Pilot Nick Conlan (Kent Taylor) applies for a job in the State Air Police Force. Known as undisciplined, Nick is warned by Major Smith (Stanley Andrews), the commander, that any infraction of the rules will result in instant dismissal. Nick visits the cafe hangout of the Sky Police, where he encounters waitress Barbara Whitney (Rochelle Hudson), his estranged wife and former stewardess who ignores Nick.
Major Smith and Captain Higgins (Guy Usher) of the State Motor Police are stymied over a series of holdups in their sector. A band of clever crooks seem to have advance information on the movement of large payrolls, bank transfers and jewelry shipments. The secret of their success lies in having access to two locations: the cafe owned by Jerry Petri (Frank Puglia), who has microphones and tape recorders to record pilots, which are sent by carrier pigeon to Dr. Amos Pettingill (Lucien Littlefield), the brains behind the operation and owner of a health spa and pigeon farm.
After each holdup, the robbers, fly to Pettingill's health spa, where they pose as patients. Nick becomes suspicious of the doctor when he lands without orders, at the health spa, spotting several cans of high-test gas.
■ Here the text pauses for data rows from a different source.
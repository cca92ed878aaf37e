//! Error types for dmv-office

use thiserror::Error;

/// Configuration-related errors
#[derive(Debug, Error)]
pub enum ConfigError {
    #[error("Configuration not found")]
    NotFound,

    #[error("Failed to parse configuration: {0}")]
    ParseError(String),

    #[error("Failed to save configuration: {0}")]
    SaveError(String),

    #[error("Invalid configuration value: {0}")]
    InvalidValue(String),
}

#[derive(Debug, Error)]
pub enum Error {
    #[error("IO error: {0}")]
    Io(#[from] std::io::Error),

    #[error("JSON error: {0}")]
    Json(#[from] serde_json::Error),

    #[error("TOML error: {0}")]
    Toml(#[from] toml::de::Error),

    #[error("CSV error: {0}")]
    Csv(#[from] csv::Error),

    #[error("Configuration error: {0}")]
    Config(#[from] ConfigError),

    #[error("Invalid scenario: {0}")]
    Scenario(String),

    #[error("Unknown reference: {0}")]
    UnknownReference(String),

    #[error("File not found: {0}")]
    FileNotFound(String),

    #[error("Excel export error: {0}")]
    Excel(String),
}

pub type Result<T> = std::result::Result<T, Error>;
Nick is fired for disobedience and takes a job flying aircraft for a millionaire sportsman. Meanwhile, Barbara stumbles upon the secret recording room at the cafe and is taken prisoner by Petri. Nick, looking for Barbara at the cafe, discovers the pigeons. Unravelling the secret of the robberies, the major sends his crack pilot, Bill Lambert, (Regis Toomey) to intercept one of the doctor's planes. Nick follows and when Lambert is shot down, Nick calls headquarters and forces the criminal's aircraft down.
With the gang arrested, Nick is reinstated into the Sky Police, and Barbara comes back to him.
Although featuring some aerial action, aviation film historian James H, Farmer in Celluloid Wings: The Impact of Movies on Aviation (1984) dismissed Pirates of the Skies as, "a poor second bill offering for the juvenile crowd.[6] In Stephen Pendo's landmark, Aviation in the Cinema (1985), Pirates of the Skies was just another "low-budget actioneer."[7][N 1]
References
Notes
^Film historian Hugh H. Wynne in The Motion Picture Stunt Pilots and Hollywood's Classic Aviation Movies (1987) noted that Pirates of the Skies was one of a large group of 1930s films where aviation was incidental to the plot, even if the title suggested otherwise.[8]